## WHAT YOU NEED TO DO
Look below for the line holding "fn navigate(&self, route: Route);" and the line holding "pub fn history(&self)". Transcribe exactly those lines and all lines between them, nothing more.

[Dataset entries]
# # #
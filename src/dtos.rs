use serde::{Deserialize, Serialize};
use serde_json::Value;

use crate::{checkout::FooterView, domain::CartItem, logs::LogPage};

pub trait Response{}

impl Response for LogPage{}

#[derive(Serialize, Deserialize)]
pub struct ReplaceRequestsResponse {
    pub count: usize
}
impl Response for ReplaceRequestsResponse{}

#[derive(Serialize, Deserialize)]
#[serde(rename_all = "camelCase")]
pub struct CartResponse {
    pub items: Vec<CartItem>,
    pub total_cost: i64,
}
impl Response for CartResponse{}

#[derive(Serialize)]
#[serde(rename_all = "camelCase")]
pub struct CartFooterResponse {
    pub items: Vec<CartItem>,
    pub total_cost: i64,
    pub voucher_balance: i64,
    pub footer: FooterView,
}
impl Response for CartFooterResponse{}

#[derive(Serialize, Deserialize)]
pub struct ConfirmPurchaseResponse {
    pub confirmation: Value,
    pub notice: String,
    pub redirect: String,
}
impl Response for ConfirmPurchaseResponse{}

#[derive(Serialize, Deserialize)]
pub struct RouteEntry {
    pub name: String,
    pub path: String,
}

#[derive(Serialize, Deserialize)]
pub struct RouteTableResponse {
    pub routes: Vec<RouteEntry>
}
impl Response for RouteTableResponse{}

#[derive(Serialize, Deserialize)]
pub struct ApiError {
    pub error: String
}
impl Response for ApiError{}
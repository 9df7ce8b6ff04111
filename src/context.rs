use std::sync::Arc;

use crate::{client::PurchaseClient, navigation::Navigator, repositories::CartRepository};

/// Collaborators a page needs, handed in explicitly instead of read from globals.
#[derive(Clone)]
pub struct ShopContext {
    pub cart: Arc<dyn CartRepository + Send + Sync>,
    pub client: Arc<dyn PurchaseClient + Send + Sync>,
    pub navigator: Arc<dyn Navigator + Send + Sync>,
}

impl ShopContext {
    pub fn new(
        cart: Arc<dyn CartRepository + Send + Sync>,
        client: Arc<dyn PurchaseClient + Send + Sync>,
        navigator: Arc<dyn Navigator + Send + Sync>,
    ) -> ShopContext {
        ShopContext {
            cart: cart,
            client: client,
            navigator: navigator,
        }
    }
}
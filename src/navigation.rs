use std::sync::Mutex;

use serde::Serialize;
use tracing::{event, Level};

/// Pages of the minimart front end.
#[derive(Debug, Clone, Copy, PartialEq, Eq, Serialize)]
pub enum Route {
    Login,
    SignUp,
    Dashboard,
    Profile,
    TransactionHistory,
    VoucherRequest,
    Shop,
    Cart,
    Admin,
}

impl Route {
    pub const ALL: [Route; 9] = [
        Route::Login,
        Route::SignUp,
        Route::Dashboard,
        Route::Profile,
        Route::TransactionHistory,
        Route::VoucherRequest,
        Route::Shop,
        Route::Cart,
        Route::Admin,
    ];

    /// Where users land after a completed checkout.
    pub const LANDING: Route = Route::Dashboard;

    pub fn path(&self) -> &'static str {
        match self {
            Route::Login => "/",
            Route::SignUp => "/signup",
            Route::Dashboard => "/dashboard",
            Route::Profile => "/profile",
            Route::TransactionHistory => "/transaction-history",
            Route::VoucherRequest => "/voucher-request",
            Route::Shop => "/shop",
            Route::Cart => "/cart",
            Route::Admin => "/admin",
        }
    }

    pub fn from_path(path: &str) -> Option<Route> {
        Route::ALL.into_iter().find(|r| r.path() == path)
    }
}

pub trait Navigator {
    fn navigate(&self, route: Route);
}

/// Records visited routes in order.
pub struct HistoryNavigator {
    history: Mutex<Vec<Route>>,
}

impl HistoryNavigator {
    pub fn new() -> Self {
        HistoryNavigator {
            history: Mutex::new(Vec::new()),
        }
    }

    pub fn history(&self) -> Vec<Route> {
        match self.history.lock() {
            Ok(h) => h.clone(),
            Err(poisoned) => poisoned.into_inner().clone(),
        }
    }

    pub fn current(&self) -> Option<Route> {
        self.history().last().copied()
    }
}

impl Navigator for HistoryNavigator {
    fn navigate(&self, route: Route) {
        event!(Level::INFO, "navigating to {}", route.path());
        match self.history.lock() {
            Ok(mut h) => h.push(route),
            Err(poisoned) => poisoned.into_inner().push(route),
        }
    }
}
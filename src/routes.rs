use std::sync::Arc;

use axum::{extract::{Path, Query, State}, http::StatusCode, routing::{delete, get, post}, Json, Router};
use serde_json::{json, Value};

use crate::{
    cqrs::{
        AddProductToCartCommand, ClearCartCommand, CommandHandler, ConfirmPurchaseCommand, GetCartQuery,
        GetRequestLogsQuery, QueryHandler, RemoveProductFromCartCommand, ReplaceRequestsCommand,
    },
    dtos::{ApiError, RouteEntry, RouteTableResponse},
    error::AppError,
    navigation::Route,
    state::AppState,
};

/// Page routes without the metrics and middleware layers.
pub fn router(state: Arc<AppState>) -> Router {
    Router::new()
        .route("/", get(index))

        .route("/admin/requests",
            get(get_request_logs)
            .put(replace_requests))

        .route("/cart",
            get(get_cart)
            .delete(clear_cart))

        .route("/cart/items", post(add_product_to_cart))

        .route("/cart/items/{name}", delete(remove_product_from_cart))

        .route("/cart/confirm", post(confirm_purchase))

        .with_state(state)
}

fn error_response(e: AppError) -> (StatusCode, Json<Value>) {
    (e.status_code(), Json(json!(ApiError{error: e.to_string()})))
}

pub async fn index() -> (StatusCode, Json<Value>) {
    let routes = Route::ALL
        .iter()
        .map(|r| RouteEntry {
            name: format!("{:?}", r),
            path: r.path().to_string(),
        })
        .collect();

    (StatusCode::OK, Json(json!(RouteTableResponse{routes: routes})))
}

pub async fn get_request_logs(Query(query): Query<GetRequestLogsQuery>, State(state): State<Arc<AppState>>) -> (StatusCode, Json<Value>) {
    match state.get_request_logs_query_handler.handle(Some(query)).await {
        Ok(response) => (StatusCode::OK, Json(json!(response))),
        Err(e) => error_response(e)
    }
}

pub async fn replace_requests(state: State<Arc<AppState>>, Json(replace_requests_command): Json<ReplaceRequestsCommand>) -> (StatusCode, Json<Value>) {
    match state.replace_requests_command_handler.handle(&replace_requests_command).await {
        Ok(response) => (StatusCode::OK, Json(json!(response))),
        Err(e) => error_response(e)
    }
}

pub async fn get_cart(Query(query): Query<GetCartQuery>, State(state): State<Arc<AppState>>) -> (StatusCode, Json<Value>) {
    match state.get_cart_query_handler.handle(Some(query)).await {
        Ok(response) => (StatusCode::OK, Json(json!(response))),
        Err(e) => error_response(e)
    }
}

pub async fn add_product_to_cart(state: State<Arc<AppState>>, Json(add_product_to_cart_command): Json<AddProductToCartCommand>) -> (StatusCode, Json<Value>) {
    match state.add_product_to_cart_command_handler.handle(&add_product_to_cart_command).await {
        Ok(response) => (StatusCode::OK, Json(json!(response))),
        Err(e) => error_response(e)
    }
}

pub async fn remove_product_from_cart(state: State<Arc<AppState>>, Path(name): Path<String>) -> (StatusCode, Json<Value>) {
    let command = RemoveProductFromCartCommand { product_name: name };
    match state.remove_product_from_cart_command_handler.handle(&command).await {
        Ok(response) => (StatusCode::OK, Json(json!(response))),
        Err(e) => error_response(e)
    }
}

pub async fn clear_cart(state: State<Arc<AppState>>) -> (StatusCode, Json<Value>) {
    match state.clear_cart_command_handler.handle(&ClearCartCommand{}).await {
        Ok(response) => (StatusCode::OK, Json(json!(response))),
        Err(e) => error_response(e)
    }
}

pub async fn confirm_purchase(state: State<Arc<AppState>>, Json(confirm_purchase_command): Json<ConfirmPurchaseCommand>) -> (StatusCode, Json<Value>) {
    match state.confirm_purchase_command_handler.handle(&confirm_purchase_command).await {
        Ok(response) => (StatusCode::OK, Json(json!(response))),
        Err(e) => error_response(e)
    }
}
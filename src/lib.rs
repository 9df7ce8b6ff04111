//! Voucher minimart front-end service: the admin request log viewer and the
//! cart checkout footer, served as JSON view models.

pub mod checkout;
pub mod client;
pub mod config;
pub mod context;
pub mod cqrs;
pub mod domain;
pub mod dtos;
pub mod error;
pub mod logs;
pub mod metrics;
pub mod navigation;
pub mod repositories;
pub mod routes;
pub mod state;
# # #
## YOUR RESPONSE
    fn navigate(&self, route: Route);
}

/// Records visited routes in order.
pub struct HistoryNavigator {
    history: Mutex<Vec<Route>>,
}

impl HistoryNavigator {
    pub fn new() -> Self {
        HistoryNavigator {
            history: Mutex::new(Vec::new()),
        }
    }

    pub fn history(&self) -> Vec<Route> {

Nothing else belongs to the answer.